Transmission crossmembers based on it are comparable with aluminium versions, in terms of performance, but can be 30-35% lighter. They are produced by preforms laid up in moulds and compression-moulded. Ribs, aluminium inserts and other functions can be incorporated into the part in a single-step moulding process, reducing component-count in comparison with metal versions of the part and keeping costs low.

Crucially, any offcuts from the preforms can be interleaved between the plies of material to provide additional reinforcement in key areas and as a result, the process generates no waste whatsoever.


Hexcel also sees great potential in hybrid structures of composites and metals.

“In crash-related structures, metal can be very effectively locally reinforced with composite patches and we have also proven that prepreg patches can be used for NVH management. This concept was used, for example, to modify the vibration behaviour of an aluminium subframe with carbon patches,” Fischereder explains. “The result was the same vibration behaviour as a 50% heavier steel subframe. In addition, the market has not yet fully explored the opportunities that arise from the combination of carbon and glass to yield the best part properties at the lowest possible costs.

Sleek surfaces

Hexcel materials including HiMax and PrimeTex fabrics, as well as HexPly XF3 surfacing films are also now widely employed in cosmetic applications, to provide vehicles with the sleek surfaces first popularised in Formula 1.

Carbon non-crimp fabrics. © Hexcel

Carbon non-crimp fabrics. © Hexcel

HiMax non-crimp fabrics are characterised by smooth flat surfaces which allow for high performance laminates with surface layers of PrimeTex fabric to achieve the woven carbon look. HiMax fabrics are further designed for resin infusion processing and can be further personalised with the HexStitch specialist stitching technique.

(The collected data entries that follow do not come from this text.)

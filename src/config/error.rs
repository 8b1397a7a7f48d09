// ABOUTME: Configuration error types for engine configuration validation
// ABOUTME: Defines error variants for inverted thresholds, invalid values and malformed zone tables
//
// Licensed under either of Apache License, Version 2.0 or MIT License at your option.
// Copyright ©2025 Async-IO.org

//! Configuration error types for engine configuration validation.

use thiserror::Error;
use trainload_core::errors::AppError;

/// Configuration-related errors
#[derive(Debug, Error, PartialEq)]
pub enum ConfigError {
    /// Warning threshold is not below its critical counterpart
    #[error("Invalid range: {0}")]
    InvalidRange(&'static str),

    /// Numeric value outside valid range for parameter
    #[error("Value out of range: {0}")]
    ValueOutOfRange(&'static str),

    /// Zone bands leave a gap, overlap, or do not cover `[0, inf)`
    #[error("Invalid zone table: {0}")]
    InvalidZoneTable(String),
}

impl From<ConfigError> for AppError {
    fn from(error: ConfigError) -> Self {
        Self::config(error.to_string())
    }
}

PrimeTex fabrics are flat woven and spread in both warp and weft, increasing their closure factor to 99.9%. The highly uniform fabrics are ideal for very lightweight structures, combining aesthetic appeal with high mechanical performance (including shear and compression strength) and very low porosity. Very light weight carbon fibres such as AS4 3K, at 98gsm and IM 12K, at 160gsm, are now standard products in the PrimeTex range.

B pillar. © Hexcel

B pillar. © Hexcel

HexPly XF3 epoxy surfacing films can further enhance surfaces and require minimum preparation for painting. They are co-curable with a range of HexPly prepregs at 120⁰C and above and are available in weights of 300gsm. They are extremely easy to handle, with good tack and drape and can also be sanded. In comprehensive tests, they have demonstrated excellent resistance to ageing tests.

A key example of superior surface finishing with these Hexcel materials is to be found in Lamborghini’s Aventador LP700-4 which features a carbon fibre composite monocoque. Hexcel’s HexPly M47 prepreg, reinforced with PrimeTex carbon fabrics, and XF3 surfacing film were selected to meet the technical challenges and high mechanical performance requirements for the carbon roof – along with a Class A finish.

Electric vehicles

Looking to the future, Hexcel sees a tremendous opportunity in the growth of electric vehicles (EVs).

Carbon roof. © Hexcel

Carbon roof. © Hexcel

“Most of our ongoing projects in the higher volume segment are for electric vehicles where requirements differ compared to internal combustion engine (ICE) cars,” Fischereder says. “The opportunities for composites in EV relate specifically to the integration of the battery into the car structure, as well as the changing crash test requirements which are linked to the higher car weight and the fact that in addition to the passengers, there is now also a battery that  needs to be protected. This is an area where we believe composites can provide very efficient solutions and the work we are doing with Volkswagen on hybrid metal-composite structures is an example of where the market is heading.

 “We are now ready to support designers of autonomous vehicles and flying cars and our unique heritage in aerospace and automotive surely makes us an ideal partner for those designing the vehicles of tomorrow,” he concludes.